Schedule for 1999 OFC Club Championship
Phase: Round; Date
Group stage: Matchday 1; 18 September 1999
Matchday 2: 20 September 1999
Matchday 3: 22 September 1999
Knockout stage: Semi-finals; 24 September 1999
Third place play-off: 26 September 1999
Final

==Group stage==
The nine participants were placed in three groups, where each team played the other teams once.
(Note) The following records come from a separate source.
//! Clock and timing utilities for playback and job bookkeeping.
//!
//! Two clocks live here:
//! - [`OperationClock`] anchors a job to a monotonic epoch for elapsed-time
//!   reporting and ETA estimates.
//! - [`MediaClock`] is a frame-stepped media position used by sources that
//!   present one decoded frame per display tick.

use std::time::Instant;

/// A wall/monotonic clock pair recorded when an operation starts.
#[derive(Debug, Clone)]
pub struct OperationClock {
    /// The instant the operation started.
    epoch: Instant,

    /// Wall-clock time at epoch (ISO 8601 string).
    epoch_wall: String,
}

impl OperationClock {
    /// Create a new clock anchored to now.
    pub fn start() -> Self {
        Self {
            epoch: Instant::now(),
            epoch_wall: chrono::Utc::now().to_rfc3339(),
        }
    }

    /// Get seconds elapsed since the operation started.
    pub fn elapsed_secs(&self) -> f64 {
        self.epoch.elapsed().as_secs_f64()
    }

    /// Wall-clock time at operation start.
    pub fn epoch_wall(&self) -> &str {
        &self.epoch_wall
    }

    /// Estimated seconds remaining given a completion fraction in `[0, 1]`.
    pub fn eta_secs(&self, fraction: f64) -> f64 {
        let elapsed = self.elapsed_secs();
        if fraction <= 0.0 {
            return 0.0;
        }
        ((elapsed / fraction) - elapsed).max(0.0)
    }
}

/// Frame-stepped media position.
///
/// Position only moves when a frame is presented or on seek; it never
/// follows the wall clock.
#[derive(Debug, Clone)]
pub struct MediaClock {
    fps: u32,
    origin_secs: f64,
    frames_presented: u64,
}

impl MediaClock {
    /// Create a clock at position zero.
    pub fn new(fps: u32) -> Self {
        Self {
            fps: fps.max(1),
            origin_secs: 0.0,
            frames_presented: 0,
        }
    }

    /// Current media position in seconds.
    ///
    /// This is the presentation time of the most recently presented frame,
    /// or the seek origin if no frame was presented since the last seek.
    pub fn current_secs(&self) -> f64 {
        if self.frames_presented == 0 {
            return self.origin_secs;
        }
        self.origin_secs + (self.frames_presented - 1) as f64 * self.frame_interval_secs()
    }

    /// Presentation time of the next frame.
    pub fn next_frame_secs(&self) -> f64 {
        self.origin_secs + self.frames_presented as f64 * self.frame_interval_secs()
    }

    /// Mark one more frame as presented.
    pub fn advance_frame(&mut self) {
        self.frames_presented += 1;
    }

    /// Jump to a new origin; frame counting restarts there.
    pub fn seek(&mut self, secs: f64) {
        self.origin_secs = secs.max(0.0);
        self.frames_presented = 0;
    }

    /// Frames presented since the last seek.
    pub fn frames_presented(&self) -> u64 {
        self.frames_presented
    }

    /// Duration of one frame.
    pub fn frame_interval_secs(&self) -> f64 {
        frame_interval_secs(self.fps)
    }

    pub fn fps(&self) -> u32 {
        self.fps
    }
}

/// Duration of one frame at the given rate.
pub fn frame_interval_secs(fps: u32) -> f64 {
    1.0 / fps.max(1) as f64
}

#[cfg(test)]
mod tests {
    use super::*;

    #[test]
    fn test_operation_clock_elapsed() {
        let clock = OperationClock::start();
        assert!(clock.elapsed_secs() < 1.0);
        assert!(!clock.epoch_wall().is_empty());
    }

    #[test]
    fn test_eta_is_zero_without_progress() {
        let clock = OperationClock::start();
        assert_eq!(clock.eta_secs(0.0), 0.0);
    }

    #[test]
    fn test_media_clock_steps_per_frame() {
        let mut clock = MediaClock::new(30);
        clock.seek(3.0);
        assert!((clock.current_secs() - 3.0).abs() < 1e-9);

        clock.advance_frame();
        assert!((clock.current_secs() - 3.0).abs() < 1e-9);

        clock.advance_frame();
        assert!((clock.current_secs() - (3.0 + 1.0 / 30.0)).abs() < 1e-9);
        assert!((clock.next_frame_secs() - (3.0 + 2.0 / 30.0)).abs() < 1e-9);
    }

    #[test]
    fn test_seek_restarts_frame_count() {
        let mut clock = MediaClock::new(25);
        clock.advance_frame();
        clock.advance_frame();
        clock.seek(1.0);
        assert_eq!(clock.frames_presented(), 0);
        assert!((clock.current_secs() - 1.0).abs() < 1e-9);
    }
}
The group winners and best second place team progressed to the semi-finals.

===Group A===

18 September 1999
South Melbourne 2-1 Malaita Eagles
----
20 September 1999
Malaita Eagles 14-2 Konica FC
----
22 September 1999
South Melbourne 10-0 Konica FC

| Pos | Team | Pld | W | D | L | GF | GA | GD | Pts | Qualification |  | SOU | MAL | KON |
| 1 | South Melbourne | 2 | 2 | 0 | 0 | 12 | 1 | +11 | 6 | Advance to knockout stage |  | — | 2–1 | 10–0 |
| 2 | Malaita Eagles | 2 | 1 | 0 | 1 | 15 | 4 | +11 | 3 |  |  | — | — | 14–2 |
| 3 | Konica FC | 2 | 0 | 0 | 2 | 2 | 24 | −22 | 0 |  | — | — | — |

===Group B===

18 September 1999
Nadi 1-1 AS Vénus
----
20 September 1999
Nadi 13-0 Kiwi Club
----
22 September 1999
AS Vénus 14-1 Kiwi Club

| Pos | Team | Pld | W | D | L | GF | GA | GD | Pts | Qualification |  | ASV | NAD | KIW |
| 1 | AS Vénus | 2 | 1 | 1 | 0 | 15 | 2 | +13 | 4 | Advance to knockout stage |  | — | — | 14–1 |
| 2 | Nadi | 2 | 1 | 1 | 0 | 14 | 1 | +13 | 4 |  | 1–1 | — | 13–0 |
| 3 | Kiwi Club | 2 | 0 | 0 | 2 | 1 | 27 | −26 | 0 |  |  | — | — | — |

===Group C===

18 September 1999
Tafea 10-0 Lotohaʻapai
----
20 September 1999
Central United 16-0 Lotohaʻapai
----
22 September 1999
Central United 2-2 Tafea

| Pos | Team | Pld | W | D | L | GF | GA | GD | Pts | Qualification |  | CEN | TAF | LOT |
| 1 | Central United | 2 | 1 | 1 | 0 | 18 | 2 | +16 | 4 | Advance to knockout stage |  | — | 2–2 | 16–0 |
| 2 | Tafea | 2 | 1 | 1 | 0 | 12 | 2 | +10 | 4 |  |  | — | — | 10–0 |
| 3 | Lotohaʻapai | 2 | 0 | 0 | 2 | 0 | 26 | −26 | 0 |  | — | — | — |

===Ranking of second-placed teams===

| Pos | Grp | Team | Pld | W | D | L | GF | GA | GD | Pts | Qualification |
| 1 | B | Nadi | 2 | 1 | 1 | 0 | 14 | 1 | +13 | 4 | Advance to knockout stage |
| 2 | C | Tafea | 2 | 1 | 1 | 0 | 12 | 2 | +10 | 4 |  |
| 3 | A | Malaita Kingz | 2 | 1 | 0 | 1 | 15 | 4 | +11 | 3 |

==Knockout stage==

===Semi-finals===
24 September 1999
Central United 0-1 Nadi
  Nadi: Mamaqa 36'
----
24 September 1999
South Melbourne 3-0 AS Vénus
  South Melbourne: Coveny 38', Liparoti 44', Trimboli 76'

===Third place play-off===

The third place play-off scheduled on 26 September 1999 was scratched as both sides were unable to field a team due to injuries: this followed in particular the Central United v Tafea group stage match.

26 September 1999
Central United Cancelled AS Vénus

===Final===

The final was played on 26 September 1999 at Prince Charles Park in Nadi.

26 September 1999
South Melbourne 5-1 Nadi
  South Melbourne: Isoifidis 8', Clarkson 16', Curcija 47' (pen.), Coveny 50', Panopoulos 73' (pen.)